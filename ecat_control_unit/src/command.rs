//! Command path root.
//!
//! Intra-process command/odometry handoff and the command velocity limiter.

pub mod exchange;
pub mod limiter;

pub use exchange::CommandExchange;
pub use limiter::{CommandLimits, CommandVelocityLimiter, LimitError};
//! Integration test: actuation gate, lock contention, odometry, limiter.

use ecat_common::drive::Wheel;
use ecat_common::motion::VelocityCommand;
use ecat_control_unit::command::{CommandLimits, CommandVelocityLimiter};
use ecat_control_unit::config::DriveUnitConfig;
use ecat_control_unit::cycle::CycleOutcome;
use ecat_control_unit::kinematics::{KinematicsConfig, Kinematics};

use super::{Fixture, test_config};

#[test]
fn one_drive_not_enabled_zeroes_both_targets() {
    let mut fx = Fixture::new("gate_mixed");
    fx.set_status(0x0037, 0x0040);
    fx.exchange.publish_command(VelocityCommand::new(1.0, 0.0));

    let outcome = fx.control.step(0.0).unwrap();

    assert_eq!(outcome, CycleOutcome::Completed { operational: false });
    let records = fx.records();
    assert_eq!(records[0].target_velocity, 0);
    assert_eq!(records[1].target_velocity, 0);
    assert_eq!(records[1].control_word, 0x0006);
    assert!(fx.control.drives()[0].is_operational);
    assert!(!fx.control.drives()[1].is_operational);
}

#[test]
fn both_enabled_dispatches_wheel_targets() {
    let mut fx = Fixture::new("gate_open");
    fx.set_status(0x0237, 0x0237);
    let command = VelocityCommand::new(0.8, 0.5);
    fx.exchange.publish_command(command);

    let outcome = fx.control.step(0.0).unwrap();

    assert_eq!(outcome, CycleOutcome::Completed { operational: true });
    let wheels = fx.kinematics.wheel_velocities(command);
    let records = fx.records();
    assert_eq!(
        records[0].target_velocity,
        fx.kinematics.motor_velocity(Wheel::Right, wheels.right)
    );
    assert_eq!(
        records[1].target_velocity,
        fx.kinematics.motor_velocity(Wheel::Left, wheels.left)
    );
    assert_ne!(records[0].target_velocity, 0);
}

#[test]
fn fault_on_one_drive_closes_gate_in_same_cycle() {
    let mut fx = Fixture::new("gate_fault");
    fx.set_status(0x0237, 0x0237);
    fx.exchange.publish_command(VelocityCommand::new(1.0, 0.0));
    fx.control.step(0.0).unwrap();
    assert_ne!(fx.records()[0].target_velocity, 0);

    fx.set_status(0x0237, 0x0218);
    let outcome = fx.control.step(0.002).unwrap();

    assert_eq!(outcome, CycleOutcome::Completed { operational: false });
    let records = fx.records();
    assert_eq!(records[0].target_velocity, 0);
    assert_eq!(records[1].target_velocity, 0);
    assert_eq!(records[1].control_word, 0x0080);
}

#[test]
fn unknown_status_word_is_not_operational() {
    let mut fx = Fixture::new("gate_unknown");
    fx.set_status(0x0237, 0x0041);
    fx.exchange.publish_command(VelocityCommand::new(1.0, 0.0));

    let outcome = fx.control.step(0.0).unwrap();

    assert_eq!(outcome, CycleOutcome::Completed { operational: false });
    assert!(fx.records().iter().all(|r| r.target_velocity == 0));
}

#[test]
fn busy_semaphore_skips_the_cycle() {
    let mut fx = Fixture::new("busy");
    fx.set_status(0x0040, 0x0040);

    let held = fx.master.lock().unwrap();
    let outcome = fx.control.step(1.0).unwrap();
    assert_eq!(outcome, CycleOutcome::LockBusy);
    assert_eq!(fx.control.stats().lock_misses, 1);
    drop(held);

    // Nothing was written and no odometry was produced.
    let records = fx.records();
    assert_eq!(records[0].control_word, 0);
    assert_eq!(records[0].operation_mode, 0);
    assert_eq!(fx.exchange.read_odometry().timestamp, 0.0);

    assert!(matches!(
        fx.control.step(1.002).unwrap(),
        CycleOutcome::Completed { .. }
    ));
    assert_eq!(fx.records()[0].control_word, 0x0006);
}

#[test]
fn odometry_published_from_measured_velocities() {
    let mut fx = Fixture::new("odom");
    let right = fx.kinematics.motor_velocity(Wheel::Right, 0.5);
    let left = fx.kinematics.motor_velocity(Wheel::Left, 0.5);
    fx.modify(|records| {
        records[0].current_velocity = right;
        records[1].current_velocity = left;
    });

    fx.control.step(100.0).unwrap();
    let first = fx.exchange.read_odometry();
    assert_eq!(first.timestamp, 100.0);
    assert_eq!(first.x, 0.0);

    fx.control.step(102.0).unwrap();
    let odom = fx.exchange.read_odometry();
    assert_eq!(odom.timestamp, 102.0);
    assert!((odom.linear - 0.5).abs() < 0.05, "{odom:?}");
    assert!((odom.x - 1.0).abs() < 0.1, "{odom:?}");
    assert!(odom.angular.abs() < 1e-9);
}

#[test]
fn limiter_ramps_command_and_resets_when_gate_closes() {
    let config = DriveUnitConfig {
        kinematics: KinematicsConfig {
            velocity_scale: 1000.0,
            ..Default::default()
        },
        limiter: Some(CommandLimits {
            linear: CommandVelocityLimiter {
                min_vel: -1.0,
                max_vel: 1.0,
                min_acc: -2.0,
                max_acc: 1.0,
            },
            ..Default::default()
        }),
        ..test_config()
    };
    let mut fx = Fixture::with_config("limiter", config);
    fx.set_status(0x0237, 0x0237);
    fx.exchange.publish_command(VelocityCommand::new(1.0, 0.0));

    // period 2 ms, max_acc 1 m/s² → 2 mm/s per cycle
    fx.control.step(0.0).unwrap();
    let expected = fx.kinematics.motor_velocity(Wheel::Right, 0.002);
    assert_eq!(fx.records()[0].target_velocity, expected);

    fx.control.step(0.002).unwrap();
    let expected = fx.kinematics.motor_velocity(Wheel::Right, 0.004);
    assert_eq!(fx.records()[0].target_velocity, expected);

    // Gate closes, limiter restarts from standstill.
    fx.set_status(0x0237, 0x0040);
    fx.control.step(0.004).unwrap();
    assert_eq!(fx.records()[0].target_velocity, 0);

    fx.set_status(0x0237, 0x0237);
    fx.control.step(0.006).unwrap();
    let expected = fx.kinematics.motor_velocity(Wheel::Right, 0.002);
    assert_eq!(fx.records()[0].target_velocity, expected);
}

• PROBLEM STATEMENT: What lines of the data include the word "Fixture"? Copy each of them.

• WRITTEN SOLUTION:
use super::{Fixture, test_config};
    let mut fx = Fixture::new("gate_mixed");
    let mut fx = Fixture::new("gate_open");
    let mut fx = Fixture::new("gate_fault");
    let mut fx = Fixture::new("gate_unknown");
    let mut fx = Fixture::new("busy");
    let mut fx = Fixture::new("odom");
    let mut fx = Fixture::with_config("limiter", config);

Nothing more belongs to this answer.